La "circoncisione" era, fin dalla notte dei tempi, il segno igienico-sanitario dei Semiti, divenuto segno religioso di appartenenza alla discendenza d'Abramo. Questi ne conobbe la pratica solo quando giunse in Palestina, e lo interpretò a rito della Alleanza con "El-Eloim" ("Dio degli dèi"), da cui era stato chiamato a uscire da Ur dei Caldei, la "terra tra i Fiumi" ("Mesopotamia").

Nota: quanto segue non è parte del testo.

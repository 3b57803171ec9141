//! Requests going into the engine and the operations coming out.

use std::path::PathBuf;

use lws_baseline::{ContentHash, Uuid};
use lws_pathtree::RecursionType;
use lws_tables::{ChangeType, ItemType, LockLevel, PropertyValue, RowId, ENCODING_UNCHANGED};

use crate::failure::Failure;

/// A server or absolute local path plus how far below it to reach.
#[derive(Debug, Clone, PartialEq, Eq)]
pub struct ItemSpec {
    pub item: String,
    pub recursion: RecursionType,
    pub deletion_id: i32,
}

impl ItemSpec {
    pub fn new(item: impl Into<String>, recursion: RecursionType) -> Self {
        Self {
            item: item.into(),
            recursion,
            deletion_id: 0,
        }
    }

    pub fn local(path: impl Into<PathBuf>, recursion: RecursionType) -> Self {
        Self::new(path.into().to_string_lossy().into_owned(), recursion)
    }
}

/// One pend request.
#[derive(Debug, Clone, PartialEq, Eq)]
pub struct ChangeRequest {
    pub spec: ItemSpec,
    pub item_type: ItemType,
    /// `ENCODING_UNCHANGED` keeps the current encoding
    pub encoding: i32,
    /// Rename destination
    pub target_item: Option<String>,
    pub target_item_type: ItemType,
    pub properties: Vec<PropertyValue>,
    pub lock_level: LockLevel,
}

impl ChangeRequest {
    pub fn new(spec: ItemSpec) -> Self {
        Self {
            spec,
            item_type: ItemType::Any,
            encoding: ENCODING_UNCHANGED,
            target_item: None,
            target_item_type: ItemType::Any,
            properties: Vec::new(),
            lock_level: LockLevel::None,
        }
    }

    pub fn item(item: impl Into<String>, recursion: RecursionType) -> Self {
        Self::new(ItemSpec::new(item, recursion))
    }

    pub fn rename(source: impl Into<String>, target: impl Into<String>) -> Self {
        Self {
            target_item: Some(target.into()),
            ..Self::item(source, RecursionType::None)
        }
    }

    pub fn with_item_type(mut self, item_type: ItemType) -> Self {
        self.item_type = item_type;
        self
    }

    pub fn with_encoding(mut self, encoding: i32) -> Self {
        self.encoding = encoding;
        self
    }

    pub fn with_properties(mut self, properties: Vec<PropertyValue>) -> Self {
        self.properties = properties;
        self
    }

    pub fn with_target_item_type(mut self, item_type: ItemType) -> Self {
        self.target_item_type = item_type;
        self
    }
}

/// What the caller must do on disk for one item.
///
/// A `None` target local item means the item leaves the disk; a `None`
/// source local item means it is not there yet.
#[derive(Debug, Clone, PartialEq, Eq, Default)]
pub struct GetOperation {
    pub source_server_item: String,
    pub target_server_item: String,
    pub source_local_item: Option<PathBuf>,
    pub target_local_item: Option<PathBuf>,
    pub change_type: ChangeType,
    pub item_type: ItemType,
    pub item_id: i32,
    pub version_local: i32,
    pub version_server: i32,
    pub encoding: i32,
    pub hash: Option<ContentHash>,
    pub length: i64,
    pub baseline_file_guid: Option<Uuid>,
    pub pending_change_id: Option<RowId>,
    pub deletion_id: i32,
    pub properties: Vec<PropertyValue>,
}

impl GetOperation {
    pub fn is_delete(&self) -> bool {
        self.target_local_item.is_none()
    }
}

/// Operations to carry out plus the requests that were refused.
#[derive(Debug, Clone, Default, PartialEq, Eq)]
pub struct PendResult {
    pub operations: Vec<GetOperation>,
    pub failures: Vec<Failure>,
}

impl PendResult {
    pub fn has_errors(&self) -> bool {
        self.failures.iter().any(Failure::is_error)
    }
}

/// Result of a batch pend or undo.
#[derive(Debug, Clone, PartialEq, Eq)]
pub enum PendOutcome {
    /// The tables were updated (possibly with some requests refused)
    Applied(PendResult),
    /// Every request failed; nothing changed
    Rejected(Vec<Failure>),
    /// The batch cannot be done offline; nothing changed
    RequiresServer,
}

impl PendOutcome {
    /// Classify a finished batch.
    pub(crate) fn from_result(result: PendResult, changed: bool) -> Self {
        if !changed && result.operations.is_empty() && result.has_errors() {
            PendOutcome::Rejected(result.failures)
        } else {
            PendOutcome::Applied(result)
        }
    }

    pub fn is_applied(&self) -> bool {
        matches!(self, PendOutcome::Applied(_))
    }

    pub fn operations(&self) -> &[GetOperation] {
        match self {
            PendOutcome::Applied(r) => &r.operations,
            _ => &[],
        }
    }

    pub fn failures(&self) -> &[Failure] {
        match self {
            PendOutcome::Applied(r) => &r.failures,
            PendOutcome::Rejected(f) => f,
            PendOutcome::RequiresServer => &[],
        }
    }
}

Quel rito marcò la "terza Alleanza", dopo le precedenti stipulate da Dio con Adamo e Noè. La "Quarta" sarebbe stata quella con Mosè, cui Iahvè consegnerà la Legge. Gesù è israelita e, secondo i genitori, deve portare inciso nella carne quel segno. Pacificamente il primissimo Cristianesimo, dove i membri provenivano dell'ebraismo o già convertiti a quella religione ("proseliti"), accettò la convivenza della circoncisione ebraica con il battesimo cristiano. Quando però il Vangelo spiccò il volo tra i pagani, e ciò soprattutto per merito dell'apostolo Paolo, il quesito increscioso era se la circoncisione andava imposta ai nuovi adepti, tutti provenienti dal paganesimo. "Quelli di Gerusalemme" contestarono inizialmente Paolo che la riteneva superata, ma si arresero successivamente (Concilio di Gerusalemme). I Giudeo-cristiani, folto gruppo di tradizionalisti ancora legati a Mosè e alla Toràh (Legge), preferirono lo scisma né mai perdoneranno a Paolo il disprezzo di aver chiamato "mutilazione" ("kekatomè"), il simbolo per loro qualificante: la "circoncisione"
("peritomé"). Radicale infatti fu Paolo nel distacco dal Vecchio, forte dell'idea che nel Nuovo Patto, "in Cristo non c'è né Ebreo né Greco, né schiavo né libero, ma in lui tutti siamo creature nuove".